Ian Bogost | June 29, 2009 at 10:34 pm
But the thought of using a non-silicon context for teaching computing is a useful tool for thinking about what we really want to be teaching about computing.
Wait, what is it we really want to be teaching?
3.
Mark Guzdial | June 30, 2009 at 3:45 pm
It’s a good question, Ian. For me, we would like to move beyond syntax and the idiosyncrasies of a particular language, and instead teach understanding about computation that would transfer between different languages and computational media. Can we get to that in a single semester? Don’t know. But I do think that we can more easily reach the transfer goal if we teach multiple languages, or in this case, multiple computational media.
4.
Ian Bogost | June 30, 2009 at 5:55 pm
The idea of moving from particular to general makes sense, but it also bears risks. Among those risks is the potential divestiture of the particular in favor of the general.
I talked about this issue a bit in the section on procedural literacy in Persuasive Games. There the example was Latin, and my concern was for the ways that language is instrumentalized as a tool for teaching about logic, or language, or vocabulary, or critical thinking more generally. It offers all those features, to be sure. But Latin is also the native tongue of a major historical empire over a millennium, as well as the official language of a major world religion for almost two millennia hence. These specific uses should not be overlooked or forgotten in favor of the instrumental application of the language to improve SAT scores.

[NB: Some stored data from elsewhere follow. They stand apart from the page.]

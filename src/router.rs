use std::sync::Arc;

use axum::{
    Router,
    extract::{FromRef, Request},
    middleware::{from_fn, from_fn_with_state},
    routing::get,
};
use axum_extra::extract::cookie::Key;
use tower::Layer;
use tower::util::{MapRequest, MapRequestLayer};
use tower_http::{services::ServeDir, trace::TraceLayer};

use crate::config::Config;
use crate::db::Database;
use crate::handlers::{auth, authors, books, health, index};
use crate::middleware::auth::{attach_auth_state, attach_view_locals};
use crate::middleware::compression::{compression_layer, mark_opt_out};
use crate::middleware::method_override::method_override;
use crate::oidc::OidcClient;
use crate::views::Views;

#[derive(Clone)]
pub struct AppState {
    pub config: Arc<Config>,
    pub db: Database,
    pub oidc: OidcClient,
    pub views: Arc<Views>,
}

impl AppState {
    pub fn new(config: Config, db: Database, oidc: OidcClient, views: Views) -> Self {
        Self {
            config: Arc::new(config),
            db,
            oidc,
            views: Arc::new(views),
        }
    }
}

impl FromRef<AppState> for Key {
    fn from_ref(state: &AppState) -> Self {
        state.oidc.cookie_key()
    }
}

/// The application service: [`app_router`] behind the `_method` rewrite.
pub type App = MapRequest<Router, fn(Request) -> Request>;

/// Routes and middleware. Outermost first: trace, auth state, compression,
/// compression opt-out, view locals, then routes with static files as fallback.
pub fn app_router(state: AppState) -> Router {
    let public_dir = state.config.public_dir.clone();

    Router::new()
        .route("/test", get(health::app_running))
        .merge(auth::router())
        .merge(index::router())
        .nest("/authors", authors::router())
        .nest("/books", books::router())
        .fallback_service(ServeDir::new(public_dir))
        .layer(from_fn_with_state(state.clone(), attach_view_locals))
        .layer(from_fn(mark_opt_out))
        .layer(compression_layer())
        .layer(from_fn_with_state(state.clone(), attach_auth_state))
        .layer(TraceLayer::new_for_http())
        .with_state(state)
}

/// Method override has to run before routing, so it wraps the whole router
/// instead of being one of its layers.
pub fn build_app(state: AppState) -> App {
    MapRequestLayer::new(method_override as fn(Request) -> Request).layer(app_router(state))
}
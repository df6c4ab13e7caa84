use std::path::{Path, PathBuf};

/// Resolve the workspace root directory.
///
/// Priority:
/// 1. `--root` flag / `SKILLSET_ROOT` env var (passed in as `explicit`)
/// 2. Walk upward from `cwd` looking for `.skillset/`
/// 3. Walk upward from `cwd` looking for `.git/`
/// 4. Fall back to `cwd`
pub fn resolve_root(explicit: Option<&Path>) -> PathBuf {
    if let Some(p) = explicit {
        return p.to_path_buf();
    }

    let cwd = std::env::current_dir().unwrap_or_else(|_| PathBuf::from("."));

    for marker in [".skillset", ".git"] {
        let mut dir = cwd.clone();
        loop {
            if dir.join(marker).is_dir() {
                return dir;
            }
            match dir.parent() {
                Some(p) => dir = p.to_path_buf(),
                None => break,
            }
        }
    }

    cwd
}

#[cfg(test)]
mod tests {
    use super::*;
    use tempfile::TempDir;

    #[test]
    fn explicit_root_wins() {
        let dir = TempDir::new().unwrap();
        std::fs::create_dir_all(dir.path().join(".git")).unwrap();
        let elsewhere = TempDir::new().unwrap();
        assert_eq!(resolve_root(Some(elsewhere.path())), elsewhere.path());
    }
}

There’s some risk of the same sort of instrumentality here. DNA is not just a convenient general logic that might get biology-minded interested in computation. It is also a valid knowledge domain of its own right.
The same could be said of the “idiosyncrasies of a particular language” you mention. Programming languages are not merely flagstones that slowly construct the wall of computational progress; they are unique, individual expressions of human creativity and problem solving, ones mired in specific histories and moments. A language like BASIC, for example, is not merely a stepping stone for children; it was an influential platform for the early microcomputer.

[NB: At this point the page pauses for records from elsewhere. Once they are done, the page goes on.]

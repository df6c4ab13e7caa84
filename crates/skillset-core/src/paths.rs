use crate::error::{Result, SkillsetError};
use crate::types::Tool;
use regex::Regex;
use std::path::{Path, PathBuf};
use std::sync::OnceLock;

// ---------------------------------------------------------------------------
// Directory constants
// ---------------------------------------------------------------------------

pub const SKILLSET_DIR: &str = ".skillset";
pub const CONFIG_FILE: &str = ".skillset/config.yaml";
pub const STATE_FILE: &str = ".skillset/state.yaml";

pub const SKILL_FILE: &str = "SKILL.md";

// ---------------------------------------------------------------------------
// Path helpers
// ---------------------------------------------------------------------------

pub fn skillset_dir(root: &Path) -> PathBuf {
    root.join(SKILLSET_DIR)
}

pub fn config_path(root: &Path) -> PathBuf {
    root.join(CONFIG_FILE)
}

pub fn state_path(root: &Path) -> PathBuf {
    root.join(STATE_FILE)
}

/// Folder a tool's skills are installed into, honoring an optional override.
pub fn tool_folder(root: &Path, tool: Tool, folder_override: Option<&str>) -> PathBuf {
    root.join(folder_override.unwrap_or(tool.folder()))
}

/// Path a skill is installed at for the given tool.
/// Cursor keeps flat `<id>.md` rule files; the other tools use `<id>/SKILL.md`.
pub fn skill_install_path(
    root: &Path,
    tool: Tool,
    folder_override: Option<&str>,
    skill_id: &str,
) -> PathBuf {
    let folder = tool_folder(root, tool, folder_override);
    if tool.uses_flat_files() {
        folder.join(format!("{skill_id}.md"))
    } else {
        folder.join(skill_id).join(SKILL_FILE)
    }
}

// ---------------------------------------------------------------------------
// Skill id validation
// ---------------------------------------------------------------------------

static ID_RE: OnceLock<Regex> = OnceLock::new();

fn id_re() -> &'static Regex {
    ID_RE.get_or_init(|| Regex::new(r"^[a-z0-9][a-z0-9\-]*[a-z0-9]$|^[a-z0-9]$").unwrap())
}

pub fn validate_skill_id(id: &str) -> Result<()> {
    if id.is_empty() || id.len() > 64 || !id_re().is_match(id) {
        return Err(SkillsetError::InvalidSkillId(id.to_string()));
    }
    Ok(())
}

// ---------------------------------------------------------------------------
// Tests
// ---------------------------------------------------------------------------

So, I agree with you about the benefits of teaching multiple languages and paradigms, but I also think such matters offer an historical context that is essential — and perhaps even interesting!
5.
Mark Guzdial | June 30, 2009 at 6:39 pm
Which is, in fact, the argument that you are making with your “Platform Studies” series with MIT Press — that the features and design decisions of particular platforms are important and influence what’s done with those platforms. It’s a great point, and one that computer scientists could usefully learn from.
6.
Ian Bogost | June 30, 2009 at 7:45 pm
Right, precisely. Still hoping for a BASIC book in fact!